- [Task statement]:
Check each line of the records below for the word "from" and copy those where it appears.

- [Data to examine]:

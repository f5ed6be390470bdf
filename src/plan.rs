//! Static fetch tables for each supported model family.
//!
//! Remote paths are a compatibility contract with the upstream hosts and must
//! stay verbatim. Everything family-specific lives in [`FAMILIES`]; the
//! fetcher and reporter only see the resulting [`FetchPlan`].
use crate::layout::{Layout, ModelDir};
use clap::ValueEnum;
use std::path::PathBuf;

/// Where a family's files are hosted.
#[derive(Debug, Clone, Copy, PartialEq, Eq)]
pub enum Source {
    /// A HuggingFace Hub model repository.
    Hub { repo_id: &'static str },
    /// A direct download URL (CivitAI).
    Http { url: &'static str },
}

impl Source {
    pub fn describe(&self) -> String {
        match self {
            Source::Hub { repo_id } => format!("Model: {repo_id}"),
            Source::Http { url } => format!("Source: {url}"),
        }
    }
}

#[derive(Debug, Clone, Copy, PartialEq, Eq, ValueEnum)]
pub enum ModelFamily {
    /// FLUX.1-dev UNET, VAE and text encoders
    Flux,
    /// Stable Diffusion 1.5 checkpoint
    Sd15,
    /// Stable Diffusion 3.5 Large checkpoint and text encoders
    Sd35,
    /// Stable Diffusion XL 1.0 base checkpoint
    Sdxl,
    /// RealVisXL V4 Lightning checkpoint from CivitAI
    SdxlLightning,
}

impl ModelFamily {
    pub fn spec(self) -> &'static FamilySpec {
        // Rows are kept in variant declaration order.
        &FAMILIES[self as usize]
    }

    pub fn key(self) -> &'static str {
        match self {
            ModelFamily::Flux => "flux",
            ModelFamily::Sd15 => "sd15",
            ModelFamily::Sd35 => "sd35",
            ModelFamily::Sdxl => "sdxl",
            ModelFamily::SdxlLightning => "sdxl-lightning",
        }
    }
}

/// One row of a family's fetch table.
#[derive(Debug)]
pub struct EntrySpec {
    pub remote: &'static str,
    pub dir: ModelDir,
    /// Local filename when it differs from the remote basename.
    pub rename: Option<&'static str>,
    pub label: &'static str,
}

#[derive(Debug)]
pub struct FamilySpec {
    pub family: ModelFamily,
    pub title: &'static str,
    pub source: Source,
    pub size_hint: Option<&'static str>,
    pub entries: &'static [EntrySpec],
    pub notes: &'static [&'static str],
    pub next_steps: &'static [&'static str],
}

const START_COMFYUI: &str = "Start ComfyUI: flox services start comfyui";
const OPEN_BROWSER: &str = "Open http://0.0.0.0:8188 in your browser";

pub static FAMILIES: &[FamilySpec] = &[
    FamilySpec {
        family: ModelFamily::Flux,
        title: "FLUX.1-dev",
        source: Source::Hub {
            repo_id: "black-forest-labs/FLUX.1-dev",
        },
        size_hint: None,
        entries: &[
            EntrySpec {
                remote: "flux1-dev.safetensors",
                dir: ModelDir::Unet,
                rename: None,
                label: "UNET",
            },
            EntrySpec {
                remote: "ae.safetensors",
                dir: ModelDir::Vae,
                rename: None,
                label: "VAE",
            },
            EntrySpec {
                remote: "text_encoder/model.safetensors",
                dir: ModelDir::Clip,
                rename: Some("clip_l.safetensors"),
                label: "CLIP-L",
            },
            EntrySpec {
                remote: "text_encoder_2/model.safetensors",
                dir: ModelDir::Clip,
                rename: Some("t5xxl_fp16.safetensors"),
                label: "T5XXL",
            },
        ],
        notes: &[],
        next_steps: &[
            START_COMFYUI,
            OPEN_BROWSER,
            "In ComfyUI, use UNETLoader for FLUX models",
        ],
    },
    FamilySpec {
        family: ModelFamily::Sd15,
        title: "Stable Diffusion 1.5",
        source: Source::Hub {
            repo_id: "runwayml/stable-diffusion-v1-5",
        },
        size_hint: Some("~4.3GB"),
        entries: &[EntrySpec {
            remote: "v1-5-pruned-emaonly.safetensors",
            dir: ModelDir::Checkpoints,
            rename: None,
            label: "Checkpoint",
        }],
        notes: &[],
        next_steps: &[
            "In ComfyUI, load the checkpoint: v1-5-pruned-emaonly.safetensors",
            "SD 1.5 works with regular CheckpointLoaderSimple",
            "Use 512x512 resolution for best results",
            "Higher CFG scale (7-11) works well with SD 1.5",
        ],
    },
    FamilySpec {
        family: ModelFamily::Sd35,
        title: "Stable Diffusion 3.5 Large",
        source: Source::Hub {
            repo_id: "stabilityai/stable-diffusion-3.5-large",
        },
        size_hint: None,
        entries: &[
            EntrySpec {
                remote: "sd3.5_large.safetensors",
                dir: ModelDir::Checkpoints,
                rename: None,
                label: "Checkpoint",
            },
            EntrySpec {
                remote: "text_encoders/clip_l.safetensors",
                dir: ModelDir::Clip,
                rename: None,
                label: "CLIP-L",
            },
            EntrySpec {
                remote: "text_encoders/clip_g.safetensors",
                dir: ModelDir::Clip,
                rename: None,
                label: "CLIP-G",
            },
            EntrySpec {
                remote: "text_encoders/t5xxl_fp16.safetensors",
                dir: ModelDir::Clip,
                rename: None,
                label: "T5XXL",
            },
        ],
        notes: &[],
        next_steps: &[
            START_COMFYUI,
            OPEN_BROWSER,
            "In ComfyUI, load the SD 3.5 checkpoint",
        ],
    },
    FamilySpec {
        family: ModelFamily::Sdxl,
        title: "Stable Diffusion XL 1.0",
        source: Source::Hub {
            repo_id: "stabilityai/stable-diffusion-xl-base-1.0",
        },
        size_hint: Some("~6.9GB"),
        entries: &[EntrySpec {
            remote: "sd_xl_base_1.0.safetensors",
            dir: ModelDir::Checkpoints,
            rename: None,
            label: "Checkpoint",
        }],
        notes: &[],
        next_steps: &[
            "In ComfyUI, load the checkpoint: sd_xl_base_1.0.safetensors",
            "SDXL works with regular CheckpointLoaderSimple",
            "Use 1024x1024 resolution for best results",
        ],
    },
    FamilySpec {
        family: ModelFamily::SdxlLightning,
        title: "RealVisXL V4 Lightning",
        source: Source::Http {
            url: "https://civitai.com/api/download/models/361593",
        },
        size_hint: Some("~6.5GB"),
        entries: &[EntrySpec {
            remote: "https://civitai.com/api/download/models/361593",
            dir: ModelDir::Checkpoints,
            rename: Some("realvisxl_v40_lightning.safetensors"),
            label: "Checkpoint",
        }],
        notes: &[
            "Optimized for 4-8 steps",
            "Use CFG 2.0",
            "Sampler: DPM++ SDE or DPM++ 2M SDE",
            "Scheduler: SGM Uniform",
        ],
        next_steps: &[
            START_COMFYUI,
            OPEN_BROWSER,
            "Load realvisxl_v40_lightning.safetensors",
            "Use Lightning settings (4-8 steps, CFG 2)",
        ],
    },
];

/// One planned remote-to-local transfer.
#[derive(Debug, Clone, PartialEq, Eq)]
pub struct FetchEntry {
    pub remote: String,
    pub destination_dir: PathBuf,
    pub local_filename: String,
    pub label: String,
}

impl FetchEntry {
    pub fn new(remote: &str, destination_dir: PathBuf, local_filename: Option<&str>) -> Self {
        let local_filename = local_filename
            .map(str::to_string)
            .unwrap_or_else(|| remote_basename(remote).to_string());
        Self {
            remote: remote.to_string(),
            destination_dir,
            local_filename,
            label: String::new(),
        }
    }

    /// Final path the entry must occupy after a successful fetch.
    pub fn target_path(&self) -> PathBuf {
        self.destination_dir.join(&self.local_filename)
    }
}

fn remote_basename(remote: &str) -> &str {
    remote.rsplit('/').next().unwrap_or(remote)
}

/// Ordered fetch entries for one family, resolved against a layout.
#[derive(Debug, Clone)]
pub struct FetchPlan {
    pub source: Source,
    pub entries: Vec<FetchEntry>,
}

impl FetchPlan {
    pub fn for_family(family: ModelFamily, layout: &Layout) -> Self {
        let spec = family.spec();
        let entries = spec
            .entries
            .iter()
            .map(|row| FetchEntry {
                label: row.label.to_string(),
                ..FetchEntry::new(row.remote, layout.model_dir(row.dir), row.rename)
            })
            .collect();
        Self {
            source: spec.source,
            entries,
        }
    }

    /// Distinct destination directories, in plan order.
    pub fn destination_dirs(&self) -> Vec<PathBuf> {
        let mut dirs: Vec<PathBuf> = Vec::new();
        for entry in &self.entries {
            if !dirs.contains(&entry.destination_dir) {
                dirs.push(entry.destination_dir.clone());
            }
        }
        dirs
    }
}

- [Answer space]:
    /// RealVisXL V4 Lightning checkpoint from CivitAI
    /// Local filename when it differs from the remote basename.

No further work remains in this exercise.